//! Crash recovery testing for SegLog.
//!
//! This module provides utilities for testing recovery after the process
//! owning a log dies without closing it. It simulates crashes at various
//! points and verifies that the log reopens with exactly the records whose
//! bytes reached the store files.
//!
//! ## Test Strategy
//!
//! 1. **Crash before flush** - Buffered records in the active segment are lost
//! 2. **Crash after flush** - Flushed records survive
//! 3. **Crash between flushes** - Records up to the last flush or rotation survive
//! 4. **Torn write** - A final record cut short is dropped
//!
//! ## Usage
//!
//! ```rust,ignore
//! use seglog_testkit::crash::{CrashPoint, CrashRecoveryHarness};
//!
//! let result = CrashRecoveryHarness::new(config).run(CrashPoint::AfterFlush, 10);
//! assert!(result.passed, "{:?}", result.error);
//! ```

use crate::fixtures::{append_values, numbered_values, TestLog};
use seglog_core::{dir, CommitLog, Config, CoreError, Log, Record};
use std::fs::OpenOptions;

/// Points at which a crash can be simulated.
#[derive(Debug, Clone, Copy, PartialEq, Eq)]
pub enum CrashPoint {
    /// Crash with all appends still buffered.
    BeforeFlush,
    /// Crash right after a flush.
    AfterFlush,
    /// Crash after a flush, with more appends buffered on top.
    BetweenFlushes,
    /// Crash after a clean close whose last store write was torn.
    TornWrite,
}

impl CrashPoint {
    /// All crash points.
    pub const ALL: [CrashPoint; 4] = [
        CrashPoint::BeforeFlush,
        CrashPoint::AfterFlush,
        CrashPoint::BetweenFlushes,
        CrashPoint::TornWrite,
    ];
}

/// Result of a crash recovery test.
#[derive(Debug, Clone)]
pub struct CrashRecoveryResult {
    /// Whether the test passed.
    pub passed: bool,
    /// Description of what was tested.
    pub description: String,
    /// Records expected after recovery.
    pub expected_records: u64,
    /// Records found after recovery.
    pub actual_records: u64,
    /// Any error message.
    pub error: Option<String>,
}

impl CrashRecoveryResult {
    /// Creates a passing result.
    pub fn pass(description: &str, records: u64) -> Self {
        Self {
            passed: true,
            description: description.to_string(),
            expected_records: records,
            actual_records: records,
            error: None,
        }
    }

    /// Creates a failing result.
    pub fn fail(description: &str, expected: u64, actual: u64, error: &str) -> Self {
        Self {
            passed: false,
            description: description.to_string(),
            expected_records: expected,
            actual_records: actual,
            error: Some(error.to_string()),
        }
    }
}

/// Test harness for crash recovery scenarios.
pub struct CrashRecoveryHarness {
    config: Config,
}

impl CrashRecoveryHarness {
    /// Creates a harness whose logs use `config`.
    pub fn new(config: Config) -> Self {
        Self { config }
    }

    /// Appends `records` values, crashes at `point`, reopens and verifies.
    pub fn run(&self, point: CrashPoint, records: usize) -> CrashRecoveryResult {
        let description = format!("{point:?} after {records} appends");
        let values = numbered_values(records);
        let log = TestLog::with_config(self.config);

        let expected = match point {
            CrashPoint::BeforeFlush => {
                append_values(&*log, &values);
                durable_records(&log)
            }
            CrashPoint::AfterFlush => {
                append_values(&*log, &values);
                log.flush().expect("Failed to flush log");
                records as u64
            }
            CrashPoint::BetweenFlushes => {
                let half = records / 2;
                append_values(&*log, &values[..half]);
                log.flush().expect("Failed to flush log");
                append_values(&*log, &values[half..]);
                durable_records(&log).max(half as u64)
            }
            CrashPoint::TornWrite => {
                append_values(&*log, &values);
                log.close().expect("Failed to close log");
                if tear_last_record(&log) {
                    records as u64 - 1
                } else {
                    records as u64
                }
            }
        };

        let log = if point == CrashPoint::TornWrite {
            log.reopen_with_config(self.config)
        } else {
            log.crash()
        };

        verify_recovery(&description, &log, &values, expected)
    }

    /// Runs every crash point and returns the results.
    pub fn run_all(&self, records: usize) -> Vec<CrashRecoveryResult> {
        CrashPoint::ALL
            .iter()
            .map(|&point| self.run(point, records))
            .collect()
    }
}

/// Records held by segments other than the active one.
///
/// Rotation flushes the retired segment, so these survive any crash.
fn durable_records(log: &Log) -> u64 {
    let ranges = log.segment_ranges();
    match (ranges.first(), ranges.last()) {
        (Some(first), Some(active)) => active.start - first.start,
        _ => 0,
    }
}

/// Cuts the final store frame of the active segment short.
///
/// Returns false if the active segment holds no records.
fn tear_last_record(log: &TestLog) -> bool {
    let bases = dir::scan_base_offsets(&log.path()).expect("Failed to scan log dir");
    let Some(&base) = bases.last() else {
        return false;
    };

    let path = dir::store_path(&log.path(), base);
    let len = std::fs::metadata(&path).expect("Failed to stat store").len();
    if len == 0 {
        return false;
    }

    OpenOptions::new()
        .write(true)
        .open(&path)
        .and_then(|file| file.set_len(len - 1))
        .expect("Failed to tear store");
    true
}

/// Checks that exactly the first `expected` values are readable and that
/// the next append continues right after them.
fn verify_recovery(
    description: &str,
    log: &TestLog,
    values: &[Vec<u8>],
    expected: u64,
) -> CrashRecoveryResult {
    let initial = log.config().segment.initial_offset;

    let Some(active) = log.segment_ranges().pop() else {
        return CrashRecoveryResult::fail(description, expected, 0, "log has no segments");
    };
    let actual = active.end - initial;

    if actual != expected {
        return CrashRecoveryResult::fail(
            description,
            expected,
            actual,
            "recovered record count mismatch",
        );
    }

    for (i, value) in values.iter().take(expected as usize).enumerate() {
        let offset = initial + i as u64;
        match log.read(offset) {
            Ok(record) if record.value == *value && record.offset == offset => {}
            Ok(_) => {
                return CrashRecoveryResult::fail(
                    description,
                    expected,
                    actual,
                    &format!("record {offset} differs after recovery"),
                )
            }
            Err(err) => {
                return CrashRecoveryResult::fail(description, expected, actual, &err.to_string())
            }
        }
    }

    let next = initial + expected;
    if !matches!(log.read(next), Err(CoreError::OffsetOutOfRange { .. })) {
        return CrashRecoveryResult::fail(
            description,
            expected,
            actual,
            &format!("offset {next} readable after recovery"),
        );
    }

    match log.append(Record::new(b"after-recovery".to_vec())) {
        Ok(offset) if offset == next => CrashRecoveryResult::pass(description, expected),
        Ok(offset) => CrashRecoveryResult::fail(
            description,
            expected,
            actual,
            &format!("append after recovery got offset {offset}, expected {next}"),
        ),
        Err(err) => CrashRecoveryResult::fail(description, expected, actual, &err.to_string()),
    }
}
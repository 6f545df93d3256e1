//! The segmented commit log.

use crate::config::Config;
use crate::dir::scan_base_offsets;
use crate::error::{CoreError, CoreResult};
use crate::reader::FullReader;
use crate::record::Record;
use crate::segment::Segment;
use crate::CommitLog;
use parking_lot::RwLock;
use std::fs;
use std::ops::Range;
use std::path::{Path, PathBuf};
use tracing::{debug, info, warn};

/// An ordered, gapless, offset-addressed sequence of records split across
/// segments in one directory.
///
/// The last segment is the *active* one; it takes every append. When it is
/// maxed the log rotates: a new segment starting at the next offset becomes
/// active and the old one is only read from.
///
/// # Thread Safety
///
/// One readers-writer lock guards the segment list for the full duration of
/// every operation. Appends, truncation, reset and close are exclusive; reads
/// and offset queries are shared. Appends are totally ordered and a read that
/// starts after an append returns sees it.
///
/// # Example
///
/// ```no_run
/// use seglog_core::{CommitLog, Config, Log, Record};
///
/// let log = Log::open("data/log", Config::default())?;
/// let offset = log.append(Record::new(b"hello".to_vec()))?;
/// assert_eq!(log.read(offset)?.value, b"hello");
/// log.close()?;
/// # Ok::<(), seglog_core::CoreError>(())
/// ```
#[derive(Debug)]
pub struct Log {
    dir: PathBuf,
    config: Config,
    /// Ordered by base offset; empty once the log is closed.
    segments: RwLock<Vec<Segment>>,
}

impl Log {
    /// Opens the log in `dir`, creating the directory if needed.
    ///
    /// Every segment found on disk is reopened in offset order. An empty
    /// directory gets one segment at the configured initial offset.
    ///
    /// # Errors
    ///
    /// Returns an error if the configuration is invalid, the directory cannot
    /// be listed, or a segment fails to open.
    pub fn open(dir: impl AsRef<Path>, config: Config) -> CoreResult<Self> {
        let config = config.validated()?;
        let dir = dir.as_ref().to_path_buf();

        let segments = setup(&dir, &config)?;

        Ok(Self {
            dir,
            config,
            segments: RwLock::new(segments),
        })
    }

    /// Returns the lowest offset still held by the log.
    pub fn lowest_offset(&self) -> CoreResult<u64> {
        let segments = self.segments.read();
        let first = segments.first().ok_or(CoreError::Closed)?;
        Ok(first.base_offset())
    }

    /// Returns the highest offset assigned so far.
    ///
    /// For a log without records this is one below the initial offset (or 0).
    pub fn highest_offset(&self) -> CoreResult<u64> {
        let segments = self.segments.read();
        let last = segments.last().ok_or(CoreError::Closed)?;
        Ok(last.next_offset().saturating_sub(1))
    }

    /// Removes every segment whose records all lie at or below `lowest`.
    ///
    /// If that includes the active segment, a fresh empty segment starting at
    /// its next offset takes its place, so offsets keep increasing.
    pub fn truncate(&self, lowest: u64) -> CoreResult<()> {
        let mut segments = self.segments.write();
        if segments.is_empty() {
            return Err(CoreError::Closed);
        }

        let threshold = lowest.saturating_add(1);
        let mut removed = 0;

        while let Some(first) = segments.first() {
            if first.next_offset() > threshold {
                break;
            }

            if segments.len() == 1 {
                if first.is_empty() {
                    break;
                }
                let fresh = Segment::open(&self.dir, first.next_offset(), self.config.segment)?;
                let active = std::mem::replace(&mut segments[0], fresh);
                active.remove()?;
                removed += 1;
                break;
            }

            segments.remove(0).remove()?;
            removed += 1;
        }

        info!(lowest, removed, remaining = segments.len(), "truncated log");
        Ok(())
    }

    /// Deletes all on-disk state and starts over with a single segment at
    /// the initial offset.
    pub fn reset(&self) -> CoreResult<()> {
        let mut segments = self.segments.write();

        for segment in segments.drain(..) {
            segment.close()?;
        }
        fs::remove_dir_all(&self.dir)?;

        *segments = setup(&self.dir, &self.config)?;
        info!(dir = %self.dir.display(), "reset log");
        Ok(())
    }

    /// Closes every segment in order.
    ///
    /// Each index is committed and truncated to its logical size. Further
    /// operations fail with [`CoreError::Closed`]; closing again is a no-op.
    pub fn close(&self) -> CoreResult<()> {
        let mut segments = self.segments.write();

        for segment in segments.drain(..) {
            segment.close()?;
        }

        debug!(dir = %self.dir.display(), "closed log");
        Ok(())
    }

    /// Closes the log and deletes its directory.
    pub fn remove(&self) -> CoreResult<()> {
        self.close()?;
        fs::remove_dir_all(&self.dir)?;
        Ok(())
    }

    /// Pushes the active segment's buffered bytes and index mapping to the
    /// file system. Rotated segments are flushed when they are retired.
    pub fn flush(&self) -> CoreResult<()> {
        let segments = self.segments.write();
        let active = segments.last().ok_or(CoreError::Closed)?;
        active.flush()
    }

    /// Returns a reader over the raw store bytes of every current segment.
    pub fn full_reader(&self) -> CoreResult<FullReader> {
        let segments = self.segments.read();
        if segments.is_empty() {
            return Err(CoreError::Closed);
        }

        Ok(FullReader::new(
            segments.iter().map(Segment::store).collect(),
        ))
    }

    /// Returns the number of open segments.
    #[must_use]
    pub fn segment_count(&self) -> usize {
        self.segments.read().len()
    }

    /// Returns the offset range `[base, next)` of every segment, in order.
    #[must_use]
    pub fn segment_ranges(&self) -> Vec<Range<u64>> {
        self.segments
            .read()
            .iter()
            .map(|segment| segment.base_offset()..segment.next_offset())
            .collect()
    }

    /// Returns the log directory.
    #[must_use]
    pub fn dir(&self) -> &Path {
        &self.dir
    }

    /// Returns the configuration in effect, with defaults applied.
    #[must_use]
    pub fn config(&self) -> &Config {
        &self.config
    }

    /// Retires the active segment and starts a new one at `base_offset`.
    fn rotate(&self, segments: &mut Vec<Segment>, base_offset: u64) -> CoreResult<()> {
        if let Some(retired) = segments.last() {
            retired.flush()?;
        }

        let segment = Segment::open(&self.dir, base_offset, self.config.segment)?;
        segments.push(segment);

        debug!(base_offset, segments = segments.len(), "rotated to new segment");
        Ok(())
    }
}

impl CommitLog for Log {
    fn append(&self, record: Record) -> CoreResult<u64> {
        let mut segments = self.segments.write();

        let active = segments.last().ok_or(CoreError::Closed)?;
        if active.is_maxed() {
            let next = active.next_offset();
            self.rotate(&mut segments, next)?;
        }

        let active = segments.last_mut().ok_or(CoreError::Closed)?;
        let offset = active.append(record)?;

        if active.is_maxed() {
            let next = active.next_offset();
            if let Err(err) = self.rotate(&mut segments, next) {
                warn!(offset, error = %err, "rotation failed; retrying on next append");
            }
        }

        Ok(offset)
    }

    fn read(&self, offset: u64) -> CoreResult<Record> {
        let segments = self.segments.read();
        if segments.is_empty() {
            return Err(CoreError::Closed);
        }

        let candidates = segments.partition_point(|segment| segment.base_offset() <= offset);
        let segment = candidates
            .checked_sub(1)
            .map(|i| &segments[i])
            .filter(|segment| segment.contains(offset))
            .ok_or_else(|| CoreError::out_of_range(offset))?;

        segment.read(offset)
    }
}

/// Opens every segment in `dir`, or a first one at the initial offset.
fn setup(dir: &Path, config: &Config) -> CoreResult<Vec<Segment>> {
    fs::create_dir_all(dir)?;

    let mut segments: Vec<Segment> = Vec::new();
    for base_offset in scan_base_offsets(dir)? {
        let segment = Segment::open(dir, base_offset, config.segment)?;

        if let Some(previous) = segments.last() {
            if previous.next_offset() > segment.base_offset() {
                return Err(CoreError::segment_corruption(format!(
                    "segment {} ends at {} past the start of segment {}",
                    previous.base_offset(),
                    previous.next_offset(),
                    segment.base_offset()
                )));
            }
        }
        segments.push(segment);
    }

    if segments.is_empty() {
        let initial = config.segment.initial_offset;
        segments.push(Segment::open(dir, initial, config.segment)?);
    }

    info!(
        dir = %dir.display(),
        segments = segments.len(),
        "opened log"
    );
    Ok(segments)
}
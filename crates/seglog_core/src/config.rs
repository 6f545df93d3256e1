//! Log configuration.

use crate::error::{CoreError, CoreResult};
use seglog_storage::ENTRY_WIDTH;

/// Size limit used when a configured limit is zero.
pub const DEFAULT_MAX_BYTES: u64 = 1024;

/// Limits and starting point for segments.
#[derive(Debug, Clone, Copy, PartialEq, Eq)]
pub struct SegmentConfig {
    /// Store size at which a segment is maxed (0 = default).
    pub max_store_bytes: u64,

    /// Index size at which a segment is maxed, and the index file's
    /// preallocated capacity (0 = default).
    pub max_index_bytes: u64,

    /// Base offset of the first segment in a fresh log.
    pub initial_offset: u64,
}

impl Default for SegmentConfig {
    fn default() -> Self {
        Self {
            max_store_bytes: DEFAULT_MAX_BYTES,
            max_index_bytes: DEFAULT_MAX_BYTES,
            initial_offset: 0,
        }
    }
}

/// Configuration for opening a log.
#[derive(Debug, Clone, Copy, PartialEq, Eq, Default)]
pub struct Config {
    /// Segment limits.
    pub segment: SegmentConfig,
}

impl Config {
    /// Creates a new configuration with default values.
    #[must_use]
    pub fn new() -> Self {
        Self::default()
    }

    /// Sets the maximum store size per segment.
    #[must_use]
    pub const fn max_store_bytes(mut self, bytes: u64) -> Self {
        self.segment.max_store_bytes = bytes;
        self
    }

    /// Sets the maximum index size per segment.
    #[must_use]
    pub const fn max_index_bytes(mut self, bytes: u64) -> Self {
        self.segment.max_index_bytes = bytes;
        self
    }

    /// Sets the base offset of the first segment.
    #[must_use]
    pub const fn initial_offset(mut self, offset: u64) -> Self {
        self.segment.initial_offset = offset;
        self
    }

    /// Replaces zero size limits with [`DEFAULT_MAX_BYTES`] and checks that
    /// the index can hold at least one entry.
    ///
    /// # Errors
    ///
    /// Returns [`CoreError::InvalidConfig`] if `max_index_bytes` is smaller
    /// than one index entry.
    pub fn validated(mut self) -> CoreResult<Self> {
        if self.segment.max_store_bytes == 0 {
            self.segment.max_store_bytes = DEFAULT_MAX_BYTES;
        }
        if self.segment.max_index_bytes == 0 {
            self.segment.max_index_bytes = DEFAULT_MAX_BYTES;
        }

        if self.segment.max_index_bytes < ENTRY_WIDTH {
            return Err(CoreError::invalid_config(format!(
                "max_index_bytes {} is smaller than one index entry ({ENTRY_WIDTH} bytes)",
                self.segment.max_index_bytes
            )));
        }

        Ok(self)
    }
}
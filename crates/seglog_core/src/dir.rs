//! Log directory layout.
//!
//! A log directory is flat; every segment is a pair of files named after its
//! base offset in decimal:
//!
//! ```text
//! <log_dir>/
//! ├─ 0.store       # length-prefixed records of segment 0
//! ├─ 0.index       # offset index of segment 0
//! ├─ 85.store
//! └─ 85.index
//! ```

use crate::error::CoreResult;
use std::collections::BTreeSet;
use std::fs;
use std::path::{Path, PathBuf};
use tracing::debug;

/// Extension of segment store files.
pub const STORE_EXTENSION: &str = "store";
/// Extension of segment index files.
pub const INDEX_EXTENSION: &str = "index";

/// Returns the store file path of the segment at `base_offset`.
#[must_use]
pub fn store_path(dir: &Path, base_offset: u64) -> PathBuf {
    dir.join(format!("{base_offset}.{STORE_EXTENSION}"))
}

/// Returns the index file path of the segment at `base_offset`.
#[must_use]
pub fn index_path(dir: &Path, base_offset: u64) -> PathBuf {
    dir.join(format!("{base_offset}.{INDEX_EXTENSION}"))
}

/// Lists the distinct segment base offsets found in `dir`, ascending.
///
/// The store and index file of a segment both name the same base offset; it
/// is returned once. Files with other extensions or a stem that is not a
/// decimal offset are skipped.
pub fn scan_base_offsets(dir: &Path) -> CoreResult<Vec<u64>> {
    let mut offsets = BTreeSet::new();

    for entry in fs::read_dir(dir)? {
        let path = entry?.path();

        let is_segment_file = path
            .extension()
            .and_then(|ext| ext.to_str())
            .is_some_and(|ext| ext == STORE_EXTENSION || ext == INDEX_EXTENSION);

        let base_offset = path
            .file_stem()
            .and_then(|stem| stem.to_str())
            .and_then(|stem| stem.parse::<u64>().ok());

        match base_offset {
            Some(offset) if is_segment_file => {
                offsets.insert(offset);
            }
            _ => debug!(path = %path.display(), "skipping non-segment file"),
        }
    }

    Ok(offsets.into_iter().collect())
}

#[cfg(test)]
mod tests {
    use super::*;
    use tempfile::tempdir;

    #[test]
    fn segment_file_names() {
        let dir = Path::new("/logs");
        assert_eq!(store_path(dir, 16), Path::new("/logs/16.store"));
        assert_eq!(index_path(dir, 16), Path::new("/logs/16.index"));
    }

    #[test]
    fn scan_deduplicates_and_sorts() {
        let dir = tempdir().unwrap();
        for name in ["19.store", "19.index", "3.index", "3.store", "100.store"] {
            fs::write(dir.path().join(name), b"").unwrap();
        }

        let offsets = scan_base_offsets(dir.path()).unwrap();
        assert_eq!(offsets, vec![3, 19, 100]);
    }

    #[test]
    fn scan_skips_foreign_files() {
        let dir = tempdir().unwrap();
        for name in ["7.store", "notes.txt", "abc.store", "8.log", "LOCK"] {
            fs::write(dir.path().join(name), b"").unwrap();
        }

        let offsets = scan_base_offsets(dir.path()).unwrap();
        assert_eq!(offsets, vec![7]);
    }

    #[test]
    fn scan_empty_dir() {
        let dir = tempdir().unwrap();
        assert!(scan_base_offsets(dir.path()).unwrap().is_empty());
    }
}
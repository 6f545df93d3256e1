//! # SegLog Core
//!
//! A segmented, append-only commit log.
//!
//! This crate provides:
//! - [`Record`] and its store encoding
//! - [`Segment`], pairing one store and one index over an offset range
//! - [`Log`], the ordered set of segments with rotation, retention and
//!   recovery
//! - [`CommitLog`], the append/read capability handed to servers
//!
//! ## On-Disk Layout
//!
//! ```text
//! <log_dir>/
//! ├─ <base>.store   # | length (8) | offset (8) | value | ...
//! └─ <base>.index   # | relative_offset (4) | position (8) | ...
//! ```
//!
//! ## Invariants
//!
//! - Offsets are assigned by the log, gapless and strictly increasing
//! - Segment offset ranges never overlap and are ordered by base offset
//! - Only the last segment accepts appends
//! - A closed index file is exactly as long as its written entries

#![deny(unsafe_code)]
#![warn(missing_docs)]

pub mod config;
pub mod dir;
mod error;
mod log;
mod reader;
mod record;
mod segment;

pub use config::{Config, SegmentConfig, DEFAULT_MAX_BYTES};
pub use error::{CoreError, CoreResult};
pub use log::Log;
pub use reader::FullReader;
pub use record::Record;
pub use segment::Segment;

use std::sync::Arc;

/// The capabilities a log offers to the layers above it.
///
/// Transport, authentication and wire framing live outside this crate and
/// only need these two operations.
pub trait CommitLog: Send + Sync {
    /// Appends a record and returns the offset assigned to it.
    ///
    /// # Errors
    ///
    /// Returns an error if the record cannot be stored.
    fn append(&self, record: Record) -> CoreResult<u64>;

    /// Reads the record at `offset`.
    ///
    /// # Errors
    ///
    /// Returns [`CoreError::OffsetOutOfRange`] if no segment holds `offset`.
    fn read(&self, offset: u64) -> CoreResult<Record>;
}

impl<T: CommitLog + ?Sized> CommitLog for Arc<T> {
    fn append(&self, record: Record) -> CoreResult<u64> {
        (**self).append(record)
    }

    fn read(&self, offset: u64) -> CoreResult<Record> {
        (**self).read(offset)
    }
}
//! Test fixtures and log helpers.
//!
//! Provides convenience functions for setting up logs in temporary
//! directories, reopening them, and simulating a process that dies without
//! closing its log.

use seglog_core::{CommitLog, Config, Log, Record};
use seglog_storage::ENTRY_WIDTH;
use std::path::{Path, PathBuf};
use tempfile::TempDir;

/// A log in a temporary directory with automatic cleanup.
pub struct TestLog {
    /// The log instance.
    pub log: Log,
    config: Config,
    /// The temporary directory (kept alive to prevent cleanup).
    temp_dir: TempDir,
}

impl TestLog {
    /// Opens a log with the default configuration.
    pub fn new() -> Self {
        Self::with_config(Config::default())
    }

    /// Opens a log with the given configuration.
    pub fn with_config(config: Config) -> Self {
        let temp_dir = TempDir::new().expect("Failed to create temp directory");
        let log = Log::open(log_dir(&temp_dir), config).expect("Failed to open log");

        Self {
            log,
            config,
            temp_dir,
        }
    }

    /// Returns the log directory.
    pub fn path(&self) -> PathBuf {
        log_dir(&self.temp_dir)
    }

    /// Returns the configuration the log was opened with.
    pub fn config(&self) -> Config {
        self.config
    }

    /// Closes the log cleanly and opens it again from disk.
    pub fn reopen(mut self) -> Self {
        self.reopen_in_place();
        self
    }

    /// Closes the log cleanly and opens it again with another configuration.
    pub fn reopen_with_config(mut self, config: Config) -> Self {
        self.config = config;
        self.reopen_in_place();
        self
    }

    /// Closes the log cleanly and replaces it with a freshly opened one.
    pub fn reopen_in_place(&mut self) {
        self.log.close().expect("Failed to close log");
        self.log = Log::open(self.path(), self.config).expect("Failed to reopen log");
    }

    /// Drops the log without closing it and opens it again from disk.
    ///
    /// Buffered store bytes are lost and every index file is left at its
    /// preallocated length, as after a process crash.
    pub fn crash(self) -> Self {
        let Self {
            log,
            config,
            temp_dir,
        } = self;

        std::mem::forget(log);

        let log = Log::open(log_dir(&temp_dir), config).expect("Failed to reopen log");
        Self {
            log,
            config,
            temp_dir,
        }
    }
}

impl Default for TestLog {
    fn default() -> Self {
        Self::new()
    }
}

impl std::ops::Deref for TestLog {
    type Target = Log;

    fn deref(&self) -> &Self::Target {
        &self.log
    }
}

fn log_dir(temp_dir: &TempDir) -> PathBuf {
    temp_dir.path().join("log")
}

/// Runs a test with a log in a temporary directory.
///
/// # Example
///
/// ```rust,ignore
/// use seglog_testkit::with_temp_log;
///
/// #[test]
/// fn my_test() {
///     with_temp_log(|log| {
///         // use log
///     });
/// }
/// ```
pub fn with_temp_log<F, R>(f: F) -> R
where
    F: FnOnce(&Log) -> R,
{
    let log = TestLog::new();
    f(&log)
}

/// Configuration whose segments hold at most `entries` records.
pub fn small_segments(entries: u64) -> Config {
    Config::new()
        .max_store_bytes(1 << 20)
        .max_index_bytes(ENTRY_WIDTH * entries)
}

/// Appends every value and returns the assigned offsets.
pub fn append_values<L, V>(log: &L, values: &[V]) -> Vec<u64>
where
    L: CommitLog + ?Sized,
    V: AsRef<[u8]>,
{
    values
        .iter()
        .map(|value| {
            log.append(Record::new(value.as_ref()))
                .expect("Failed to append record")
        })
        .collect()
}

/// Reads the values at `offsets`, in order.
pub fn read_values<L>(log: &L, offsets: impl IntoIterator<Item = u64>) -> Vec<Vec<u8>>
where
    L: CommitLog + ?Sized,
{
    offsets
        .into_iter()
        .map(|offset| log.read(offset).expect("Failed to read record").value)
        .collect()
}

/// Numbered test values `value-0`, `value-1`, ...
pub fn numbered_values(count: usize) -> Vec<Vec<u8>> {
    (0..count)
        .map(|i| format!("value-{i}").into_bytes())
        .collect()
}

/// Returns the sorted file names in `dir`.
pub fn dir_listing(dir: &Path) -> Vec<String> {
    let mut names: Vec<String> = std::fs::read_dir(dir)
        .expect("Failed to read directory")
        .map(|entry| {
            entry
                .expect("Failed to read directory entry")
                .file_name()
                .to_string_lossy()
                .into_owned()
        })
        .collect();
    names.sort();
    names
}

Work to complete:
Tally the lines of the material above that include the string "operations", then give only the tally.

Solution:
2